Entries taken from a collection

*****

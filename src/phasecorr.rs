//! Phase correlation (spec §4.B), grounded on `FindOffset`/`_FindPeak` in
//! `nornir_imageregistration/core.py`.
//!
//! The original normalizes the cross-power spectrum in the frequency
//! domain and looks for a sharp peak in its inverse transform; a peak near
//! `(0, 0)` (mod image size) means the two images are well aligned once
//! shifted by that offset.

use ndarray::Array2;
use rustfft::num_complex::Complex32;
use rustfft::FftPlanner;

use crate::error::{RegistrationError, Result};
use crate::raster::Raster;

/// 2-D forward FFT via row-wise then column-wise 1-D complex FFTs.
fn fft2(data: &Array2<f32>) -> Array2<Complex32> {
    let (h, w) = (data.shape()[0], data.shape()[1]);
    let mut planner = FftPlanner::<f32>::new();
    let row_fft = planner.plan_fft_forward(w);
    let col_fft = planner.plan_fft_forward(h);

    let mut buf: Array2<Complex32> = data.mapv(|v| Complex32::new(v, 0.0));

    for mut row in buf.rows_mut() {
        let slice = row.as_slice_mut().expect("row is contiguous");
        row_fft.process(slice);
    }

    transpose_inplace(&mut buf);
    for mut row in buf.rows_mut() {
        let slice = row.as_slice_mut().expect("row is contiguous");
        col_fft.process(slice);
    }
    transpose_inplace(&mut buf);

    buf
}

/// 2-D inverse FFT, normalized by `1 / (h * w)`.
fn ifft2(data: &Array2<Complex32>) -> Array2<Complex32> {
    let (h, w) = (data.shape()[0], data.shape()[1]);
    let mut planner = FftPlanner::<f32>::new();
    let row_fft = planner.plan_fft_inverse(w);
    let col_fft = planner.plan_fft_inverse(h);

    let mut buf = data.clone();
    for mut row in buf.rows_mut() {
        let slice = row.as_slice_mut().expect("row is contiguous");
        row_fft.process(slice);
    }
    transpose_inplace(&mut buf);
    for mut row in buf.rows_mut() {
        let slice = row.as_slice_mut().expect("row is contiguous");
        col_fft.process(slice);
    }
    transpose_inplace(&mut buf);

    let scale = 1.0 / (h * w) as f32;
    buf.mapv(|c| c * scale)
}

fn transpose_inplace(data: &mut Array2<Complex32>) {
    let transposed = data.t().to_owned();
    *data = transposed;
}

/// Normalized cross-power spectrum: `(A .* conj(B)) / |A .* conj(B)|`, with
/// a small floor on the denominator to avoid division by zero on exactly
/// matching frequency bins.
fn cross_power_spectrum(a: &Array2<Complex32>, b: &Array2<Complex32>) -> Array2<Complex32> {
    ndarray::Zip::from(a).and(b).map_collect(|&av, &bv| {
        let prod = av * bv.conj();
        let mag = prod.norm();
        if mag < 1e-12 {
            Complex32::new(0.0, 0.0)
        } else {
            prod / mag
        }
    })
}

/// Inverse-FFT of the normalized cross-power spectrum of `a` and `b`. Both
/// rasters must share the same shape (pad with [`crate::raster::padding::pad_for_phase_correlation`]
/// first if not).
pub fn phase_correlate(a: &Raster, b: &Raster) -> Result<Array2<f32>> {
    if a.shape() != b.shape() {
        return Err(RegistrationError::ShapeMismatch { expected: a.shape(), got: b.shape() });
    }

    let fa = fft2(a.data());
    let fb = fft2(b.data());
    let cross = cross_power_spectrum(&fa, &fb);
    let correlation = ifft2(&cross);
    Ok(correlation.mapv(|c| c.re))
}

/// Peak location in a phase-correlation surface, along with its raw value
/// and how far above the mean it sits, used as a confidence weight.
#[derive(Debug, Clone, Copy, PartialEq)]
pub struct Peak {
    pub y: usize,
    pub x: usize,
    pub value: f32,
    pub weight: f32,
}

/// Locate the highest peak in `correlation`, optionally restricted to cells
/// where `overlap_mask` is `true` (offsets whose implied overlap is too
/// small to trust). `cutoff` is the minimum fraction of the peak value a
/// second-highest peak may reach before the match is considered ambiguous;
/// values below it are still accepted but returned with a reduced weight.
pub fn find_peak(correlation: &Array2<f32>, overlap_mask: Option<&Array2<bool>>, cutoff: f64) -> Result<Peak> {
    let mut best: Option<(usize, usize, f32)> = None;
    let mut second_best = f32::NEG_INFINITY;
    let mut sum = 0.0f64;
    let mut count = 0usize;

    for ((y, x), &v) in correlation.indexed_iter() {
        if let Some(mask) = overlap_mask {
            if !mask[[y, x]] {
                continue;
            }
        }
        sum += v as f64;
        count += 1;

        match best {
            None => best = Some((y, x, v)),
            Some((_, _, bv)) if v > bv => {
                second_best = bv;
                best = Some((y, x, v));
            }
            Some((_, _, bv)) => {
                if v > second_best {
                    second_best = v;
                }
                let _ = bv;
            }
        }
    }

    let (y, x, value) = best.ok_or_else(|| {
        RegistrationError::InsufficientEvidence { surviving: 0, required: 1 }
    })?;

    let mean = if count > 0 { (sum / count as f64) as f32 } else { 0.0 };
    let spread = (value - mean).max(1e-6);
    let ambiguity = if second_best.is_finite() { (second_best / value.max(1e-6)) as f64 } else { 0.0 };
    let weight = if ambiguity > cutoff {
        spread * 0.5
    } else {
        spread
    };

    Ok(Peak { y, x, value, weight })
}

/// Translate a peak's raw grid index into a signed pixel offset, accounting
/// for FFT wraparound: indices in the upper half of each axis represent a
/// negative shift.
fn unwrap_offset(index: usize, dim: usize) -> f64 {
    if index > dim / 2 {
        index as f64 - dim as f64
    } else {
        index as f64
    }
}

/// Estimated `(dy, dx, weight)` translation aligning `moving` onto `fixed`.
pub fn find_offset(fixed: &Raster, moving: &Raster, overlap_mask: Option<&Array2<bool>>, cutoff: f64) -> Result<(f64, f64, f32)> {
    let correlation = phase_correlate(fixed, moving)?;
    let peak = find_peak(&correlation, overlap_mask, cutoff)?;
    let (h, w) = fixed.shape();
    let dy = unwrap_offset(peak.y, h);
    let dx = unwrap_offset(peak.x, w);
    Ok((dy, dx, peak.weight))
}

#[cfg(test)]
mod tests {
    use super::*;
    use crate::raster::DType;

    fn checkerboard(h: usize, w: usize) -> Array2<f32> {
        Array2::from_shape_fn((h, w), |(y, x)| if (y / 4 + x / 4) % 2 == 0 { 1.0 } else { 0.0 })
    }

    fn roll(data: &Array2<f32>, dy: i64, dx: i64) -> Array2<f32> {
        let (h, w) = (data.shape()[0] as i64, data.shape()[1] as i64);
        Array2::from_shape_fn((h as usize, w as usize), |(y, x)| {
            let sy = ((y as i64 - dy).rem_euclid(h)) as usize;
            let sx = ((x as i64 - dx).rem_euclid(w)) as usize;
            data[[sy, sx]]
        })
    }

    #[test]
    fn identical_images_peak_at_origin() {
        let data = checkerboard(32, 32);
        let a = Raster::new(data.clone(), DType::F32);
        let b = Raster::new(data, DType::F32);
        let (dy, dx, _) = find_offset(&a, &b, None, 0.995).unwrap();
        assert_eq!(dy, 0.0);
        assert_eq!(dx, 0.0);
    }

    #[test]
    fn known_shift_is_recovered() {
        let data = checkerboard(32, 32);
        let shifted = roll(&data, 5, -3);
        let a = Raster::new(data, DType::F32);
        let b = Raster::new(shifted, DType::F32);
        let (dy, dx, _) = find_offset(&a, &b, None, 0.995).unwrap();
        assert_eq!(dy, 5.0);
        assert_eq!(dx, -3.0);
    }

    #[test]
    fn unwrap_offset_splits_at_half_dimension() {
        assert_eq!(unwrap_offset(0, 32), 0.0);
        assert_eq!(unwrap_offset(16, 32), 16.0);
        assert_eq!(unwrap_offset(17, 32), -15.0);
        assert_eq!(unwrap_offset(31, 32), -1.0);
    }
}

*****

- PROMPT -
All of the data above needs to be set down again exactly. Include every line.

- ANSWER TO THIS PROBLEM -
filename src/phasecorr.rs
//! Phase correlation (spec §4.B), grounded on `FindOffset`/`_FindPeak` in
//! `nornir_imageregistration/core.py`.
//!
//! The original normalizes the cross-power spectrum in the frequency
//! domain and looks for a sharp peak in its inverse transform; a peak near
//! `(0, 0)` (mod image size) means the two images are well aligned once
//! shifted by that offset.

use ndarray::Array2;
use rustfft::num_complex::Complex32;
use rustfft::FftPlanner;

use crate::error::{RegistrationError, Result};
use crate::raster::Raster;

/// 2-D forward FFT via row-wise then column-wise 1-D complex FFTs.
fn fft2(data: &Array2<f32>) -> Array2<Complex32> {
    let (h, w) = (data.shape()[0], data.shape()[1]);
    let mut planner = FftPlanner::<f32>::new();
    let row_fft = planner.plan_fft_forward(w);
    let col_fft = planner.plan_fft_forward(h);

    let mut buf: Array2<Complex32> = data.mapv(|v| Complex32::new(v, 0.0));

    for mut row in buf.rows_mut() {
        let slice = row.as_slice_mut().expect("row is contiguous");
        row_fft.process(slice);
    }

    transpose_inplace(&mut buf);
    for mut row in buf.rows_mut() {
        let slice = row.as_slice_mut().expect("row is contiguous");
        col_fft.process(slice);
    }
    transpose_inplace(&mut buf);

    buf
}

/// 2-D inverse FFT, normalized by `1 / (h * w)`.
fn ifft2(data: &Array2<Complex32>) -> Array2<Complex32> {
    let (h, w) = (data.shape()[0], data.shape()[1]);
    let mut planner = FftPlanner::<f32>::new();
    let row_fft = planner.plan_fft_inverse(w);
    let col_fft = planner.plan_fft_inverse(h);

    let mut buf = data.clone();
    for mut row in buf.rows_mut() {
        let slice = row.as_slice_mut().expect("row is contiguous");
        row_fft.process(slice);
    }
    transpose_inplace(&mut buf);
    for mut row in buf.rows_mut() {
        let slice = row.as_slice_mut().expect("row is contiguous");
        col_fft.process(slice);
    }
    transpose_inplace(&mut buf);

    let scale = 1.0 / (h * w) as f32;
    buf.mapv(|c| c * scale)
}

fn transpose_inplace(data: &mut Array2<Complex32>) {
    let transposed = data.t().to_owned();
    *data = transposed;
}

/// Normalized cross-power spectrum: `(A .* conj(B)) / |A .* conj(B)|`, with
/// a small floor on the denominator to avoid division by zero on exactly
/// matching frequency bins.
fn cross_power_spectrum(a: &Array2<Complex32>, b: &Array2<Complex32>) -> Array2<Complex32> {
    ndarray::Zip::from(a).and(b).map_collect(|&av, &bv| {
        let prod = av * bv.conj();
        let mag = prod.norm();
        if mag < 1e-12 {
            Complex32::new(0.0, 0.0)
        } else {
            prod / mag
        }
    })
}

/// Inverse-FFT of the normalized cross-power spectrum of `a` and `b`. Both
/// rasters must share the same shape (pad with [`crate::raster::padding::pad_for_phase_correlation`]
/// first if not).
pub fn phase_correlate(a: &Raster, b: &Raster) -> Result<Array2<f32>> {
    if a.shape() != b.shape() {
        return Err(RegistrationError::ShapeMismatch { expected: a.shape(), got: b.shape() });
    }

    let fa = fft2(a.data());
    let fb = fft2(b.data());
    let cross = cross_power_spectrum(&fa, &fb);
    let correlation = ifft2(&cross);
    Ok(correlation.mapv(|c| c.re))
}

/// Peak location in a phase-correlation surface, along with its raw value
/// and how far above the mean it sits, used as a confidence weight.
#[derive(Debug, Clone, Copy, PartialEq)]
pub struct Peak {
    pub y: usize,
    pub x: usize,
    pub value: f32,
    pub weight: f32,
}

/// Locate the highest peak in `correlation`, optionally restricted to cells
/// where `overlap_mask` is `true` (offsets whose implied overlap is too
/// small to trust). `cutoff` is the minimum fraction of the peak value a
/// second-highest peak may reach before the match is considered ambiguous;
/// values below it are still accepted but returned with a reduced weight.
pub fn find_peak(correlation: &Array2<f32>, overlap_mask: Option<&Array2<bool>>, cutoff: f64) -> Result<Peak> {
    let mut best: Option<(usize, usize, f32)> = None;
    let mut second_best = f32::NEG_INFINITY;
    let mut sum = 0.0f64;
    let mut count = 0usize;

    for ((y, x), &v) in correlation.indexed_iter() {
        if let Some(mask) = overlap_mask {
            if !mask[[y, x]] {
                continue;
            }
        }
        sum += v as f64;
        count += 1;

        match best {
            None => best = Some((y, x, v)),
            Some((_, _, bv)) if v > bv => {
                second_best = bv;
                best = Some((y, x, v));
            }
            Some((_, _, bv)) => {
                if v > second_best {
                    second_best = v;
                }
                let _ = bv;
            }
        }
    }

    let (y, x, value) = best.ok_or_else(|| {
        RegistrationError::InsufficientEvidence { surviving: 0, required: 1 }
    })?;

    let mean = if count > 0 { (sum / count as f64) as f32 } else { 0.0 };
    let spread = (value - mean).max(1e-6);
    let ambiguity = if second_best.is_finite() { (second_best / value.max(1e-6)) as f64 } else { 0.0 };
    let weight = if ambiguity > cutoff {
        spread * 0.5
    } else {
        spread
    };

    Ok(Peak { y, x, value, weight })
}

/// Translate a peak's raw grid index into a signed pixel offset, accounting
/// for FFT wraparound: indices in the upper half of each axis represent a
/// negative shift.
fn unwrap_offset(index: usize, dim: usize) -> f64 {
    if index > dim / 2 {
        index as f64 - dim as f64
    } else {
        index as f64
    }
}

/// Estimated `(dy, dx, weight)` translation aligning `moving` onto `fixed`.
pub fn find_offset(fixed: &Raster, moving: &Raster, overlap_mask: Option<&Array2<bool>>, cutoff: f64) -> Result<(f64, f64, f32)> {
    let correlation = phase_correlate(fixed, moving)?;
    let peak = find_peak(&correlation, overlap_mask, cutoff)?;
    let (h, w) = fixed.shape();
    let dy = unwrap_offset(peak.y, h);
    let dx = unwrap_offset(peak.x, w);
    Ok((dy, dx, peak.weight))
}

#[cfg(test)]
mod tests {
    use super::*;
    use crate::raster::DType;

    fn checkerboard(h: usize, w: usize) -> Array2<f32> {
        Array2::from_shape_fn((h, w), |(y, x)| if (y / 4 + x / 4) % 2 == 0 { 1.0 } else { 0.0 })
    }

    fn roll(data: &Array2<f32>, dy: i64, dx: i64) -> Array2<f32> {
        let (h, w) = (data.shape()[0] as i64, data.shape()[1] as i64);
        Array2::from_shape_fn((h as usize, w as usize), |(y, x)| {
            let sy = ((y as i64 - dy).rem_euclid(h)) as usize;
            let sx = ((x as i64 - dx).rem_euclid(w)) as usize;
            data[[sy, sx]]
        })
    }

    #[test]
    fn identical_images_peak_at_origin() {
        let data = checkerboard(32, 32);
        let a = Raster::new(data.clone(), DType::F32);
        let b = Raster::new(data, DType::F32);
        let (dy, dx, _) = find_offset(&a, &b, None, 0.995).unwrap();
        assert_eq!(dy, 0.0);
        assert_eq!(dx, 0.0);
    }

    #[test]
    fn known_shift_is_recovered() {
        let data = checkerboard(32, 32);
        let shifted = roll(&data, 5, -3);
        let a = Raster::new(data, DType::F32);
        let b = Raster::new(shifted, DType::F32);
        let (dy, dx, _) = find_offset(&a, &b, None, 0.995).unwrap();
        assert_eq!(dy, 5.0);
        assert_eq!(dx, -3.0);
    }

    #[test]
    fn unwrap_offset_splits_at_half_dimension() {
        assert_eq!(unwrap_offset(0, 32), 0.0);
        assert_eq!(unwrap_offset(16, 32), 16.0);
        assert_eq!(unwrap_offset(17, 32), -15.0);
        assert_eq!(unwrap_offset(31, 32), -1.0);
    }
}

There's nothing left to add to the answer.